The suit by PRIAC, a Prudential Financial subsidiary, was filed in the U.S. District Court for the Southern District of New York in PRIAC’s fiduciary capacity for certain of its defined benefit and defined contribution clients, according to a U.S. Securities and Exchange Commission (SEC) filing. Also named in the filing as a defendant is State Street Bank and Trust Company (State Street).
The SEC filing says the suit seeks restitution of losses attributable to funds using what PRIAC contends were misrepresented money management strategies that “failed to exercise the standard of care of a prudent investment manager.”
The filing did not give details about the alleged misrepresentations.
The filing said “PRIAC also intends to vigorously pursue any other available remedies against SSgA and State Street in respect of this matter,” but did not elaborate on what other steps it might take.
Prudential is taking an approximately $80 million pre-tax charge against its third-quarter earnings to cover payments to affected plan clients who suffered losses from the SSgA funds and who authorize PRIAC to represent them in the suit, according to the document.
The charge, PRIAC asserted, is “in order to protect the interests of the affected plans and their participants while PRIAC pursues these remedies.”

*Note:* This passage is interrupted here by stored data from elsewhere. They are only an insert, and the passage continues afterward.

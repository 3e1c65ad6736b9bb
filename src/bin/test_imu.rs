// Copyright (c) 2025 Steven Rosenthal smr@dt3.org
// See LICENSE file in root directory for license terms.

use pi_imu_stream::imu6500::{Mpu6500, MPU6500_ADDR};
use pi_imu_stream::relative_imu::RelativeImu;

use canonical_error::CanonicalError;
use env_logger;

fn main() -> Result<(), CanonicalError> {
    env_logger::Builder::from_env(
        env_logger::Env::default().default_filter_or("info")).init();

    log::info!("Initializing IMU...");
    let mut mpu = Mpu6500::open(1, MPU6500_ADDR)?;
    match mpu.accel_range()? {
        Some(range) => log::info!("Accel range: ±{}g", range.full_scale_g()),
        None => log::info!("Accel range: unknown code, treated as ±2g"),
    }
    match mpu.gyro_range()? {
        Some(range) => log::info!("Gyro range: ±{}°/s", range.full_scale_dps()),
        None => log::info!("Gyro range: unknown code, treated as ±250°/s"),
    }

    // Read some sample data relative to the first.
    let mut imu = RelativeImu::new(mpu);
    for i in 0..5 {
        let accel = imu.read_relative_accel(/*in_g=*/false)?;
        let gyro = imu.read_relative_gyro()?;
        log::info!("Sample {}: Accel: x={:.2}m/s², y={:.2}m/s², z={:.2}m/s²",
                   i+1, accel.x, accel.y, accel.z);
        log::info!("Sample {}: Gyro: x={:.1}°/s, y={:.1}°/s, z={:.1}°/s",
                   i+1, gyro.x, gyro.y, gyro.z);
        std::thread::sleep(std::time::Duration::from_millis(500));
    }

    Ok(())
}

The Wall Street Journal reports that Prudential said the losses were suffered in accounts held by 28,000 individuals in 165 retirement plans that it markets. Prudential said it had placed its clients in two State Street funds, the Intermediate Bond Fund and the Government Credit Bond Fund, that SSgA had marketed as investments that would provide “stable, predictable returns” in line with an index of U.S. government and corporate bonds, according to the WSJ. Prudential claims State Street changed its investment strategy over the summer without notification and devoted a large portion of the funds’ investments to financial instruments that included “asset-based securities that overwhelmingly derived their value” from home-equity loans, mortgage-backed securities swaps, and derivatives, according to the WSJ, and that SSgA recently informed Prudential it held a position in “a synthetic index whose returns are linked to 20 subprime U.S. mortgage pools.”
Hannah Grove, aState Street spokeswoman, told the Journal the company was “extremely disappointed” by Prudential’s actions and “we intend to vigorously defend ourselves. The recent market conditions and lack of liquidity were unprecedented,” she said, according to the report. “An unfortunate result of such market events is that some funds lost value.”